(A) Before or during each assessment program year, the department of medicaid shall mail to each hospital by certified mail, return receipt requested, the preliminary determination of the amount that the hospital is assessed under section 5168.21 of the Revised Code for the assessment program year. Except as provided in division (B) of this section, the preliminary determination becomes the final determination for the assessment program year fifteen days after the preliminary determination is mailed to the hospital.
(B) A hospital may request that the department reconsider the preliminary determination mailed to the hospital under division (A) of this section by submitting to the department a written request for a reconsideration not later than fourteen days after the hospital's preliminary determination is mailed to the hospital. The request must be accompanied by written materials setting forth the basis for the reconsideration. On receipt of the timely request, the department shall reconsider the preliminary determination and may adjust the preliminary determination on the basis of the written materials accompanying the request. The result of the reconsideration is the final determination of the hospital's assessment under section 5168.21 of the Revised Code for the assessment program year.
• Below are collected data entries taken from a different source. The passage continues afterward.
//! Pure core of the puzzle.
//!
//! This module contains everything that decides what a session looks like:
//! - The correct chain and its validation
//! - The `Status` enum and intent guards
//! - Derived values (revealed prefixes, solved flags, remaining guesses)
//! - The `Game` state machine and its `Command` intents
//!
//! Nothing here performs I/O.

mod chain;
pub mod derive;
mod game;
mod guard;
mod state;

pub use chain::{Chain, ChainError, ChainViolation, MIN_CHAIN_LEN};
pub use derive::Derived;
pub use game::{Applied, Command, Game, Guess, Outcome, Rejection, MAX_GUESSES};
pub use guard::Guard;
pub use state::{State, Status};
(C) The department shall mail to each hospital a written notice of the final determination of its assessment for the assessment program year. A hospital may appeal the final determination to the court of common pleas of Franklin county. While a judicial appeal is pending, the hospital shall pay, in accordance with section 5168.23 of the Revised Code, any amount of its assessment that is not in dispute.
History. Repealed by 130th General Assembly File No. 25, HB 59, §125.11, eff. 10/1/2015.
Renumbered from § 5112.42 by 130th General Assembly File No. 25, HB 59, §101.01, eff. 9/29/2013.
Amended by 130th General Assembly File No. 25, HB 59, §125.13, eff. 9/29/2013.